== Data for this exercise
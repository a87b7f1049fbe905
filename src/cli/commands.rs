//! CLI command definitions for depdock.
//!
//! `up` provisions one dependency and holds it until interrupted; `health`
//! serves or queries liveness and readiness endpoints.

use std::net::SocketAddr;
use std::sync::Arc;

use clap::Parser;
use serde::Serialize;
use tracing::{info, warn};

use crate::backends::{
    self, Backend, DynamoDbOptions, Endpoint, EtcdOptions, MigrationInitializer, MigrationOptions,
    MigrationTarget, MySqlOptions, PostgresOptions, RedisOptions, ServiceContainer, VaultOptions,
};
use crate::container::options::{self, ContainerOption};
use crate::container::{DockerEngine, RuntimeEnvironment};
use crate::health::{HealthClient, HealthServer, HttpGetCheck, ReadinessCheck, TcpDialCheck};

/// Default port of the health server and client.
const DEFAULT_HEALTH_PORT: u16 = 8080;

/// Disposable dependency containers for integration tests.
#[derive(Parser)]
#[command(name = "depdock")]
#[command(about = "Provision disposable dependency containers for integration tests")]
#[command(version)]
#[command(
    long_about = "depdock starts throwaway Redis, MySQL, PostgreSQL, Vault, DynamoDB Local and etcd containers, waits until they are usable and prints their endpoints.\n\nSetting TEST_<BACKEND>_HOST points at an existing server instead of starting a container.\n\nExample usage:\n  depdock up mysql --json\n  depdock health readiness --host localhost --port 8080"
)]
pub struct Cli {
    /// The subcommand to execute.
    #[command(subcommand)]
    pub command: Commands,

    /// Log level (trace, debug, info, warn, error).
    #[arg(short, long, default_value = "info", global = true)]
    pub log_level: String,
}

/// Available CLI subcommands.
#[derive(clap::Subcommand)]
pub enum Commands {
    /// Start a dependency, print its endpoint and keep it until Ctrl-C.
    Up(UpArgs),

    /// Serve or query liveness and readiness endpoints.
    Health(HealthArgs),
}

/// Dependency kinds `up` can provision.
#[derive(clap::ValueEnum, Clone, Copy, Debug, PartialEq, Eq)]
pub enum BackendKind {
    Redis,
    Mysql,
    #[value(alias = "postgres")]
    Postgresql,
    Vault,
    Dynamodb,
    Etcd,
}

/// Arguments for `depdock up`.
#[derive(Parser, Debug)]
pub struct UpArgs {
    /// Dependency to provision.
    #[arg(value_enum)]
    pub backend: BackendKind,

    /// Migration image to run once the database is healthy (mysql and postgresql only).
    #[arg(long, env = "DEPDOCK_MIGRATION_IMAGE")]
    pub migrate: Option<String>,

    /// Tag of the migration image.
    #[arg(long, default_value = "latest")]
    pub migrate_tag: String,

    /// Command overriding the migration image's default.
    #[arg(long, num_args = 1.., value_delimiter = ' ')]
    pub migrate_command: Option<Vec<String>>,

    /// Print the endpoint as JSON.
    #[arg(long)]
    pub json: bool,
}

/// Arguments for `depdock health`.
#[derive(Parser, Debug)]
pub struct HealthArgs {
    #[command(subcommand)]
    pub command: HealthSubcommand,
}

/// Health subcommands.
#[derive(clap::Subcommand, Debug)]
pub enum HealthSubcommand {
    /// Serve /liveness and /readiness backed by TCP and HTTP checks.
    Serve(HealthServeArgs),

    /// Query a remote /liveness endpoint.
    Liveness(HealthTargetArgs),

    /// Query a remote /readiness endpoint.
    Readiness(HealthTargetArgs),
}

/// Arguments for `depdock health serve`.
#[derive(Parser, Debug)]
pub struct HealthServeArgs {
    /// Address to listen on.
    #[arg(long, default_value = "0.0.0.0:8080")]
    pub listen: SocketAddr,

    /// `host:port` that must accept TCP connections (repeatable).
    #[arg(long = "tcp")]
    pub tcp: Vec<String>,

    /// URL that must answer GET with a success status (repeatable).
    #[arg(long = "http")]
    pub http: Vec<String>,
}

/// Arguments for `depdock health liveness|readiness`.
#[derive(Parser, Debug)]
pub struct HealthTargetArgs {
    /// Host of the remote health server.
    #[arg(long, default_value = "localhost")]
    pub host: String,

    /// Port of the remote health server.
    #[arg(long, default_value_t = DEFAULT_HEALTH_PORT)]
    pub port: u16,
}

/// What `up` prints once the dependency is usable.
#[derive(Debug, Serialize)]
struct ProvisionedService<'a, B: Serialize> {
    kind: &'static str,
    url: &'a str,
    address: &'a Endpoint,
    container_id: Option<&'a str>,
    external: bool,
    options: &'a B,
}

/// Parse CLI arguments.
pub fn parse_cli() -> Cli {
    Cli::parse()
}

/// Parse arguments and run the selected command.
pub async fn run() -> anyhow::Result<()> {
    run_with_cli(parse_cli()).await
}

/// Run the CLI with already parsed arguments.
pub async fn run_with_cli(cli: Cli) -> anyhow::Result<()> {
    match cli.command {
        Commands::Up(args) => run_up_command(args).await,
        Commands::Health(args) => run_health_command(args).await,
    }
}

// ============================================================================
// Up Command Implementation
// ============================================================================

async fn run_up_command(args: UpArgs) -> anyhow::Result<()> {
    let migration = migration_options(&args);
    if migration.is_some() && !matches!(args.backend, BackendKind::Mysql | BackendKind::Postgresql) {
        anyhow::bail!("--migrate is only supported for mysql and postgresql");
    }

    match args.backend {
        BackendKind::Redis => hold(RedisOptions::from_env()?, Vec::new(), args.json).await,
        BackendKind::Vault => hold(VaultOptions::from_env()?, Vec::new(), args.json).await,
        BackendKind::Dynamodb => hold(DynamoDbOptions::from_env()?, Vec::new(), args.json).await,
        BackendKind::Etcd => hold(EtcdOptions::from_env()?, Vec::new(), args.json).await,
        BackendKind::Mysql => {
            let backend = MySqlOptions::from_env()?;
            let Some(migration) = migration else {
                return hold(backend, Vec::new(), args.json).await;
            };
            if backend.is_external() {
                let service = ServiceContainer::external(backend);
                migrate_external(MigrationTarget::from_mysql(&service).await?, &migration).await?;
                return hold_service(service, args.json).await;
            }
            let init = MigrationInitializer::mysql(&backend, migration);
            hold(backend, vec![options::initializer(Arc::new(init))], args.json).await
        }
        BackendKind::Postgresql => {
            let backend = PostgresOptions::from_env()?;
            let Some(migration) = migration else {
                return hold(backend, Vec::new(), args.json).await;
            };
            if backend.is_external() {
                let service = ServiceContainer::external(backend);
                migrate_external(MigrationTarget::from_postgres(&service).await?, &migration).await?;
                return hold_service(service, args.json).await;
            }
            let init = MigrationInitializer::postgres(&backend, migration);
            hold(backend, vec![options::initializer(Arc::new(init))], args.json).await
        }
    }
}

fn migration_options(args: &UpArgs) -> Option<MigrationOptions> {
    let image = args.migrate.as_ref()?;
    let mut migration = MigrationOptions::new(image.clone()).with_tag(args.migrate_tag.clone());
    if let Some(command) = &args.migrate_command {
        migration = migration.with_command(command.clone());
    }
    Some(migration)
}

async fn migrate_external(target: MigrationTarget, migration: &MigrationOptions) -> anyhow::Result<()> {
    info!(host = %target.host, database = %target.database, "Migrating external database");
    let engine = Arc::new(DockerEngine::new()?);
    backends::run_migration(engine, RuntimeEnvironment::detect(), &target, migration).await?;
    Ok(())
}

async fn hold<B>(backend: B, extra: Vec<ContainerOption>, json: bool) -> anyhow::Result<()>
where
    B: Backend + Serialize,
{
    let service = if backend.is_external() {
        ServiceContainer::external(backend)
    } else {
        let engine = Arc::new(DockerEngine::new()?);
        backends::setup_with_options(backend, engine, RuntimeEnvironment::detect(), extra).await?
    };
    hold_service(service, json).await
}

/// Prints the endpoint, waits for Ctrl-C and tears the service down.
async fn hold_service<B>(mut service: ServiceContainer<B>, json: bool) -> anyhow::Result<()>
where
    B: Backend + Serialize,
{
    print_service(&service, json)?;

    info!(kind = service.backend().kind(), "Press Ctrl-C to stop");
    tokio::signal::ctrl_c().await?;

    if let Err(e) = service.teardown().await {
        warn!(error = %e, "Failed to tear down dependency");
        return Err(e.into());
    }
    info!(kind = service.backend().kind(), "Dependency torn down");
    Ok(())
}

fn print_service<B>(service: &ServiceContainer<B>, json: bool) -> anyhow::Result<()>
where
    B: Backend + Serialize,
{
    let summary = ProvisionedService {
        kind: service.backend().kind(),
        url: service.url(),
        address: service.address(),
        container_id: service.container().and_then(|c| c.id()),
        external: service.is_external(),
        options: service.backend(),
    };

    if json {
        println!("{}", serde_json::to_string_pretty(&summary)?);
    } else {
        println!("{} ready at {}", summary.kind, summary.url);
        if let Some(id) = summary.container_id {
            println!("  container: {}", id);
        }
    }
    Ok(())
}

// ============================================================================
// Health Command Implementation
// ============================================================================

async fn run_health_command(args: HealthArgs) -> anyhow::Result<()> {
    match args.command {
        HealthSubcommand::Serve(args) => {
            let mut checks: Vec<Arc<dyn ReadinessCheck>> = Vec::new();
            for addr in args.tcp {
                checks.push(Arc::new(TcpDialCheck::new(addr)));
            }
            for url in args.http {
                checks.push(Arc::new(HttpGetCheck::new(url)));
            }

            HealthServer::new(checks)
                .serve(args.listen, async {
                    if let Err(e) = tokio::signal::ctrl_c().await {
                        warn!(error = %e, "Failed to listen for Ctrl-C");
                    }
                })
                .await?;
            Ok(())
        }
        HealthSubcommand::Liveness(target) => {
            let client = HealthClient::new(&target.host, target.port)?;
            client.liveness().await?;
            println!("{} is alive", client.base_url());
            Ok(())
        }
        HealthSubcommand::Readiness(target) => {
            let client = HealthClient::new(&target.host, target.port)?;
            client.readiness().await?;
            println!("{} is ready", client.base_url());
            Ok(())
        }
    }
}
====
* Required action *
Output the first line of the entries above and every line after it, exactly as written, ending with the line that contains "it until Ctrl-C.".

* Response to the task *
repository a87b7f1049fbe905
filename src/cli/commands.rs
//! CLI command definitions for depdock.
//!
//! `up` provisions one dependency and holds it until interrupted; `health`
//! serves or queries liveness and readiness endpoints.

use std::net::SocketAddr;
use std::sync::Arc;

use clap::Parser;
use serde::Serialize;
use tracing::{info, warn};

use crate::backends::{
    self, Backend, DynamoDbOptions, Endpoint, EtcdOptions, MigrationInitializer, MigrationOptions,
    MigrationTarget, MySqlOptions, PostgresOptions, RedisOptions, ServiceContainer, VaultOptions,
};
use crate::container::options::{self, ContainerOption};
use crate::container::{DockerEngine, RuntimeEnvironment};
use crate::health::{HealthClient, HealthServer, HttpGetCheck, ReadinessCheck, TcpDialCheck};

/// Default port of the health server and client.
const DEFAULT_HEALTH_PORT: u16 = 8080;

/// Disposable dependency containers for integration tests.
#[derive(Parser)]
#[command(name = "depdock")]
#[command(about = "Provision disposable dependency containers for integration tests")]
#[command(version)]
#[command(
    long_about = "depdock starts throwaway Redis, MySQL, PostgreSQL, Vault, DynamoDB Local and etcd containers, waits until they are usable and prints their endpoints.\n\nSetting TEST_<BACKEND>_HOST points at an existing server instead of starting a container.\n\nExample usage:\n  depdock up mysql --json\n  depdock health readiness --host localhost --port 8080"
)]
pub struct Cli {
    /// The subcommand to execute.
    #[command(subcommand)]
    pub command: Commands,

    /// Log level (trace, debug, info, warn, error).
    #[arg(short, long, default_value = "info", global = true)]
    pub log_level: String,
}

/// Available CLI subcommands.
#[derive(clap::Subcommand)]
pub enum Commands {
    /// Start a dependency, print its endpoint and keep it until Ctrl-C.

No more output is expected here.